家の中でも段差の多い風呂場は家庭内事故が多い場所。ヒートショックの問題も大きいが、転倒事故や溺死も少なくない。
体が不自由になってくると不安になり、お風呂に入りたくても我慢している高齢者が多いと高橋氏。

嶌崎氏:そんな高齢者宅に手すりを付けるだけで、「自分でお風呂に入れた!」と喜んでいただけるケースがあります。床に滑らないスノコを置くことで入口との段差は解消できます。ただ、床が高くなると、浴槽の底と床の高さのギャップが大きくなるので注意が必要です。併せて、バスボード(ベンチのようなフタ)を設置したり、浴槽の中にも台を置いたりして段差を軽減するようにしています。

【画像5】入浴用イスと、浴槽内イス(写真提供:パナソニック)

【画像5】入浴用イスと、浴槽内イス(写真提供:パナソニック)

【画像6】大掛かりなリフォーム以外にも福祉用具(スノコ・バスボード等)を置くだけで、高齢者も安心して自分で入浴できるようになる(資料提供:パナソニック)

【画像6】大掛かりなリフォーム以外にも福祉用具(スノコ・バスボード等)を置くだけで、高齢者も安心して自分で入浴できるようになる(資料提供:パナソニック)

利用者にも介護者にも、ゆとりが生まれるリフォーム

浴室以上に、トイレは生活にとって重要だ。どんな備えが必要だろうか。

嶌崎氏:日本のトイレは中でスリッパに履き替える習慣があるので、その高さ分の段差があったほうがドアも開け閉めしやすいという場合があります。その場合も、手すりを適切な場所に付けて、開閉時の転倒を防ぐ必要があります。

【画像7】開き戸は体も引っぱられ転倒のきっかけに。引き戸へのリフォームで開閉が楽になり車椅子での出入りも可能に(写真提供:パナソニック)

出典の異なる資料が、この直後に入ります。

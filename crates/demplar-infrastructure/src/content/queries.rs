//! GROQ projections sent to the content store.
//!
//! Defaults for class name, faction and location are applied server-side so
//! every record comes back with those fields present.

pub const CHARACTERS_QUERY: &str = r#"*[_type == "character"]{
  _id,
  name,
  cardImage,
  level,
  "className": coalesce(className, "Undecided"),
  "faction": coalesce(
    faction->{_id, name},
    {"_id": "311351ad-8f81-4299-912a-287161e5cab1", "name": "Undecided"}
  ),
  "location": coalesce(
    location->{_id, name},
    {"_id": "f00bd95c-8d32-40c3-96ba-4e4e3a1bb9c9", "name": "Kingdom"}
  ),
  buffs,
  profileUrl,
  twitterHandle,
  skills[]->{_id, name},
  talents[]->{_id, name},
  pondRefCode
}"#;

pub const NEWS_QUERY: &str = r#"*[_type == "news"]{
  _id,
  title,
  author->{_id, name},
  publishedAt,
  body
}"#;
//! In-memory news board.
//!
//! Entries live only as long as the board; nothing is written back to the
//! content store.

use chrono::{DateTime, Utc};

use demplar_core::news::{NewsBody, NewsEntry};
use demplar_core::{DemplarError, Result};

use crate::news_feed::{NewsArticle, article};

pub const BOARD_AUTHOR: &str = "Demplar News Team";

#[derive(Debug, Default)]
pub struct NewsBoard {
    entries: Vec<NewsEntry>,
    next_id: u64,
}

impl NewsBoard {
    pub fn new() -> Self {
        Self::default()
    }

    /// Publishes a new entry at the top of the board.
    ///
    /// Title and content are trimmed and both must be non-empty.
    pub fn publish(&mut self, title: &str, content: &str, at: DateTime<Utc>) -> Result<&NewsEntry> {
        let title = title.trim();
        let content = content.trim();
        if title.is_empty() || content.is_empty() {
            return Err(DemplarError::validation(
                "Please fill in both title and content for the news article!",
            ));
        }

        self.next_id += 1;
        let entry = NewsEntry {
            id: format!("board-{}", self.next_id),
            title: title.to_string(),
            author: Some(BOARD_AUTHOR.to_string()),
            published_at: Some(at),
            body: NewsBody::Plain(content.to_string()),
        };
        tracing::debug!("Published board entry {}", entry.id);
        self.entries.insert(0, entry);
        Ok(&self.entries[0])
    }

    /// Removes the entry with `id`.
    pub fn delete(&mut self, id: &str) -> Result<NewsEntry> {
        let index = self
            .entries
            .iter()
            .position(|e| e.id == id)
            .ok_or_else(|| DemplarError::not_found("news", id))?;
        Ok(self.entries.remove(index))
    }

    pub fn entries(&self) -> &[NewsEntry] {
        &self.entries
    }

    pub fn articles(&self) -> Vec<NewsArticle<'_>> {
        self.entries
            .iter()
            .enumerate()
            .map(|(index, entry)| article(entry, index == 0))
            .collect()
    }

    /// Board entries followed by `fetched`; only the first is marked latest.
    pub fn articles_over<'a>(&'a self, fetched: &'a [NewsEntry]) -> Vec<NewsArticle<'a>> {
        self.entries
            .iter()
            .chain(fetched)
            .enumerate()
            .map(|(index, entry)| article(entry, index == 0))
            .collect()
    }
}
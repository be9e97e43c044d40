//! Admin panel use case: in-memory edits and collection export.

use std::path::{Path, PathBuf};
use std::sync::Arc;

use strum::{Display, EnumIter, EnumString};

use demplar_core::character::Character;
use demplar_core::snapshot::{CatalogSnapshot, DEFAULT_SNAPSHOT_FILE, SnapshotRepository};
use demplar_core::{DemplarError, Result};

use crate::catalog_session::CatalogSession;

/// Character fields the admin panel may edit.
#[derive(Debug, Clone, Copy, PartialEq, Eq, Display, EnumString, EnumIter)]
#[strum(serialize_all = "kebab-case")]
pub enum CharacterField {
    Name,
    Level,
    #[strum(serialize = "class")]
    ClassName,
    Location,
    #[strum(serialize = "twitter")]
    TwitterHandle,
    ProfileUrl,
}

impl CharacterField {
    /// Writes `value` into `character`.
    ///
    /// Empty values clear optional fields; required text fields reject them.
    pub fn apply(&self, character: &mut Character, value: &str) -> Result<()> {
        let value = value.trim();
        match self {
            CharacterField::Name => character.name = required(self, value)?,
            CharacterField::Level => {
                character.level = value.parse().map_err(|_| {
                    DemplarError::validation(format!("Level must be a whole number, got '{value}'"))
                })?;
            }
            CharacterField::ClassName => character.class_name = required(self, value)?,
            CharacterField::Location => character.location.name = required(self, value)?,
            CharacterField::TwitterHandle => character.twitter_handle = optional(value),
            CharacterField::ProfileUrl => character.profile_url = optional(value),
        }
        Ok(())
    }
}

fn required(field: &CharacterField, value: &str) -> Result<String> {
    if value.is_empty() {
        return Err(DemplarError::validation(format!("{field} cannot be empty")));
    }
    Ok(value.to_string())
}

fn optional(value: &str) -> Option<String> {
    (!value.is_empty()).then(|| value.to_string())
}

pub struct AdminPanel {
    repository: Arc<dyn SnapshotRepository>,
}

impl AdminPanel {
    pub fn new(repository: Arc<dyn SnapshotRepository>) -> Self {
        Self { repository }
    }

    /// Edits one field of a character held by `session`.
    pub fn update(
        &self,
        session: &mut CatalogSession,
        id: &str,
        field: CharacterField,
        value: &str,
    ) -> Result<Character> {
        let updated = session.update_character(id, |c| field.apply(c, value))?;
        tracing::debug!("Updated {} of character {}", field, id);
        Ok(updated.clone())
    }

    /// Writes the session's collection to `path`, or to
    /// `demplar-chars.json` in the working directory.
    pub async fn export(&self, session: &CatalogSession, path: Option<&Path>) -> Result<PathBuf> {
        let target = path
            .map(Path::to_path_buf)
            .unwrap_or_else(|| PathBuf::from(DEFAULT_SNAPSHOT_FILE));
        let snapshot = CatalogSnapshot::new(session.characters().to_vec());
        self.repository.export(&target, &snapshot).await?;
        Ok(target)
    }
}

【画像7】開き戸は体も引っぱられ転倒のきっかけに。引き戸へのリフォームで開閉が楽になり車椅子での出入りも可能に(写真提供:パナソニック)

【画像8】ドアの開き方向を付け替え、手すりを付けることで、トイレへの動線を安全にしたリフォーム(写真提供:パナソニック)

【画像8】ドアの開き方向を付け替え、手すりを付けることで、トイレへの動線を安全にしたリフォーム(写真提供:パナソニック)

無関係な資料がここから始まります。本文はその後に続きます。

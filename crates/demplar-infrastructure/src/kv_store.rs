//! Key-value storage implementations.

use std::collections::{BTreeMap, HashMap};
use std::path::PathBuf;
use std::sync::RwLock;

use demplar_core::favorites::KeyValueStore;
use demplar_core::{DemplarError, Result};

use crate::paths::DemplarPaths;
use crate::storage::{AtomicFile, FileFormat};

/// Key-value storage persisted as one JSON object file.
///
/// Every `set` is a locked read-modify-write of the whole file, so writers in
/// separate processes do not lose each other's keys. A file that no longer
/// parses is replaced on the next `set`.
pub struct FileKeyValueStore {
    file: AtomicFile<BTreeMap<String, String>>,
}

impl FileKeyValueStore {
    /// Opens the store at its default location under the data directory.
    pub fn new(paths: &DemplarPaths) -> Result<Self> {
        Ok(Self::with_path(paths.local_storage_file()?))
    }

    /// Opens the store at an explicit path (used by tests).
    pub fn with_path(path: PathBuf) -> Self {
        Self {
            file: AtomicFile::new(path, FileFormat::Json),
        }
    }
}

impl KeyValueStore for FileKeyValueStore {
    fn get(&self, key: &str) -> Result<Option<String>> {
        let values = self.file.load()?;
        Ok(values.and_then(|mut map| map.remove(key)))
    }

    fn set(&self, key: &str, value: &str) -> Result<()> {
        self.file.update_or_reset(BTreeMap::new(), |map| {
            map.insert(key.to_string(), value.to_string());
            Ok(())
        })?;
        tracing::debug!("Stored key '{}' in {:?}", key, self.file.path());
        Ok(())
    }
}

/// Process-local key-value storage.
#[derive(Debug, Default)]
pub struct MemoryKeyValueStore {
    values: RwLock<HashMap<String, String>>,
}

impl MemoryKeyValueStore {
    pub fn new() -> Self {
        Self::default()
    }
}

impl KeyValueStore for MemoryKeyValueStore {
    fn get(&self, key: &str) -> Result<Option<String>> {
        let values = self
            .values
            .read()
            .map_err(|e| DemplarError::internal(format!("Storage lock poisoned: {}", e)))?;
        Ok(values.get(key).cloned())
    }

    fn set(&self, key: &str, value: &str) -> Result<()> {
        let mut values = self
            .values
            .write()
            .map_err(|e| DemplarError::internal(format!("Storage lock poisoned: {}", e)))?;
        values.insert(key.to_string(), value.to_string());
        Ok(())
    }
}
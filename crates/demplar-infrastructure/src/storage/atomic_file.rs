//! Atomic file operations with locking.
//!
//! Provides:
//! - **Atomicity**: writes go to a temp file that is renamed over the target
//! - **Isolation**: read-modify-write cycles hold an exclusive `fs2` lock
//! - **Durability**: explicit fsync before rename

use serde::{Serialize, de::DeserializeOwned};
use std::fs::{self, File, OpenOptions};
use std::io::Write as IoWrite;
use std::marker::PhantomData;
use std::path::{Path, PathBuf};

use demplar_core::{DemplarError, Result};

/// On-disk encoding of an [`AtomicFile`].
#[derive(Debug, Clone, Copy, PartialEq, Eq)]
pub enum FileFormat {
    Json,
    Toml,
}

impl FileFormat {
    fn parse<T: DeserializeOwned>(&self, content: &str) -> Result<T> {
        match self {
            FileFormat::Json => Ok(serde_json::from_str(content)?),
            FileFormat::Toml => Ok(toml::from_str(content)?),
        }
    }

    fn render<T: Serialize>(&self, data: &T) -> Result<String> {
        match self {
            FileFormat::Json => Ok(serde_json::to_string_pretty(data)?),
            FileFormat::Toml => Ok(toml::to_string_pretty(data)?),
        }
    }
}

/// A handle to a typed file that is always replaced atomically.
pub struct AtomicFile<T> {
    path: PathBuf,
    format: FileFormat,
    _phantom: PhantomData<T>,
}

impl<T> AtomicFile<T>
where
    T: Serialize + DeserializeOwned,
{
    pub fn new(path: PathBuf, format: FileFormat) -> Self {
        Self {
            path,
            format,
            _phantom: PhantomData,
        }
    }

    pub fn path(&self) -> &Path {
        &self.path
    }

    /// Loads and parses the file.
    ///
    /// Returns `Ok(None)` when the file does not exist or is blank.
    pub fn load(&self) -> Result<Option<T>> {
        if !self.path.exists() {
            return Ok(None);
        }

        let content = fs::read_to_string(&self.path)?;
        if content.trim().is_empty() {
            return Ok(None);
        }

        self.format.parse(&content).map(Some)
    }

    /// Serializes `data` and replaces the file with it.
    pub fn save(&self, data: &T) -> Result<()> {
        let rendered = self.format.render(data)?;
        write_atomic(&self.path, rendered.as_bytes())
    }

    /// Loads the current value (or `default_value`), applies `f` and saves
    /// the result, all under an exclusive lock.
    pub fn update<F>(&self, default_value: T, f: F) -> Result<()>
    where
        F: FnOnce(&mut T) -> Result<()>,
    {
        let _lock = FileLock::acquire(&self.path)?;

        let mut data = self.load()?.unwrap_or(default_value);
        f(&mut data)?;
        self.save(&data)
    }

    /// Like [`update`](Self::update), but a file that fails to parse starts
    /// over from `default_value` and is overwritten.
    pub fn update_or_reset<F>(&self, default_value: T, f: F) -> Result<()>
    where
        F: FnOnce(&mut T) -> Result<()>,
    {
        let _lock = FileLock::acquire(&self.path)?;

        let mut data = match self.load() {
            Ok(loaded) => loaded.unwrap_or(default_value),
            Err(e) if e.is_serialization() => {
                tracing::warn!("Discarding unreadable {:?}: {}", self.path, e);
                default_value
            }
            Err(e) => return Err(e),
        };
        f(&mut data)?;
        self.save(&data)
    }
}

/// Writes `bytes` to `path` through a temp file in the same directory.
pub fn write_atomic(path: &Path, bytes: &[u8]) -> Result<()> {
    let parent = path
        .parent()
        .ok_or_else(|| DemplarError::io(format!("Path has no parent directory: {:?}", path)))?;
    let file_name = path
        .file_name()
        .ok_or_else(|| DemplarError::io(format!("Path has no file name: {:?}", path)))?;

    if !parent.as_os_str().is_empty() && !parent.exists() {
        fs::create_dir_all(parent)?;
    }

    let tmp_path = parent.join(format!(".{}.tmp", file_name.to_string_lossy()));
    let mut tmp_file = File::create(&tmp_path)?;
    tmp_file.write_all(bytes)?;
    tmp_file.sync_all()?;
    drop(tmp_file);

    fs::rename(&tmp_path, path)?;
    Ok(())
}

/// A lock guard on `<path>.lock`, released when dropped.
///
/// The lock file itself stays on disk: every locker must open the same inode.
struct FileLock {
    file: File,
}

impl FileLock {
    fn acquire(path: &Path) -> Result<Self> {
        use fs2::FileExt;

        let lock_path = path.with_extension("lock");
        if let Some(parent) = lock_path.parent() {
            if !parent.as_os_str().is_empty() && !parent.exists() {
                fs::create_dir_all(parent)?;
            }
        }

        let file = OpenOptions::new()
            .write(true)
            .create(true)
            .truncate(false)
            .open(&lock_path)?;
        file.lock_exclusive()
            .map_err(|e| DemplarError::data_access(format!("Failed to acquire lock: {}", e)))?;

        Ok(FileLock { file })
    }
}

impl Drop for FileLock {
    fn drop(&mut self) {
        use fs2::FileExt;

        let _ = self.file.unlock();
    }
}

#[cfg(test)]
mod tests {
    use super::*;
    use serde::Deserialize;
    use std::collections::BTreeMap;
    use tempfile::TempDir;

    #[derive(Debug, Clone, PartialEq, Serialize, Deserialize)]
    struct Counter {
        name: String,
        count: u32,
    }

    #[test]
    fn test_save_and_load_toml() {
        let temp_dir = TempDir::new().unwrap();
        let file = AtomicFile::<Counter>::new(temp_dir.path().join("c.toml"), FileFormat::Toml);

        let value = Counter {
            name: "test".to_string(),
            count: 42,
        };
        file.save(&value).unwrap();
        assert_eq!(file.load().unwrap(), Some(value));
    }

    #[test]
    fn test_load_missing_or_blank() {
        let temp_dir = TempDir::new().unwrap();
        let path = temp_dir.path().join("blank.json");
        let file = AtomicFile::<Counter>::new(path.clone(), FileFormat::Json);
        assert!(file.load().unwrap().is_none());

        fs::write(&path, "  \n").unwrap();
        assert!(file.load().unwrap().is_none());
    }

    #[test]
    fn test_corrupt_json_is_serialization_error() {
        let temp_dir = TempDir::new().unwrap();
        let path = temp_dir.path().join("bad.json");
        fs::write(&path, "{ nope").unwrap();
        let file = AtomicFile::<Counter>::new(path, FileFormat::Json);
        assert!(file.load().unwrap_err().is_serialization());
    }

    #[test]
    fn test_update_creates_then_modifies() {
        let temp_dir = TempDir::new().unwrap();
        let path = temp_dir.path().join("nested").join("map.json");
        let file = AtomicFile::<BTreeMap<String, String>>::new(path.clone(), FileFormat::Json);

        file.update(BTreeMap::new(), |map| {
            map.insert("a".to_string(), "1".to_string());
            Ok(())
        })
        .unwrap();
        file.update(BTreeMap::new(), |map| {
            map.insert("b".to_string(), "2".to_string());
            Ok(())
        })
        .unwrap();

        let loaded = file.load().unwrap().unwrap();
        assert_eq!(loaded.len(), 2);
        assert!(!temp_dir.path().join("nested").join(".map.json.tmp").exists());
    }

    #[test]
    fn test_lock_file_outlives_update() {
        let temp_dir = TempDir::new().unwrap();
        let path = temp_dir.path().join("map.json");
        let file = AtomicFile::<BTreeMap<String, String>>::new(path.clone(), FileFormat::Json);
        let lock_path = path.with_extension("lock");

        file.update(BTreeMap::new(), |_| Ok(())).unwrap();
        assert!(lock_path.exists());

        // A second cycle reuses the same lock file.
        file.update(BTreeMap::new(), |map| {
            map.insert("k".to_string(), "v".to_string());
            Ok(())
        })
        .unwrap();
        assert!(lock_path.exists());
        assert_eq!(file.load().unwrap().unwrap().len(), 1);
    }

    #[test]
    fn test_update_rejects_corrupt_file_but_reset_repairs_it() {
        let temp_dir = TempDir::new().unwrap();
        let path = temp_dir.path().join("map.json");
        fs::write(&path, "garbage").unwrap();
        let file = AtomicFile::<BTreeMap<String, String>>::new(path.clone(), FileFormat::Json);

        let err = file.update(BTreeMap::new(), |_| Ok(())).unwrap_err();
        assert!(err.is_serialization());
        assert_eq!(fs::read_to_string(&path).unwrap(), "garbage");

        file.update_or_reset(BTreeMap::new(), |map| {
            map.insert("a".to_string(), "1".to_string());
            Ok(())
        })
        .unwrap();
        let loaded = file.load().unwrap().unwrap();
        assert_eq!(loaded.get("a").map(String::as_str), Some("1"));
    }
}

嶌崎氏:私がホームヘルパー2級の講習を受講した際に、介護用おむつを渡されて自分も付けて寝て用を足す体験をしました。高齢者の方々が、どんなに辛いのかが身にしみて分かります。トイレをはじめ基本的な生活が自分でできることによって、健康寿命を延ばすことになると確信して適切なリフォームのご提案を心がけています。

「手すりをつけるだけで、そんなに変わるものですか?」と思った私に
「変わるんですよ!自分独りでできることが増えると元気になるのです。外出する自信ができたと、喜ばれたりします」と嶌崎氏。

そうなのだ。年をとるごとに、できなくなる事が増えるばかりの生活で、人の手を借りずにお風呂に入れるようになることがどんなにうれしいか。高齢者自身が元気を取り戻せば、お世話をする家族にも時間や心のゆとりが生まれるという相乗効果もあると高橋氏は教えてくれた。
住まいの段差は手すりを活用しながらメリハリを付けて対応することで、転倒を防ぐだけでなく心のバリアも取り除くものだと知った。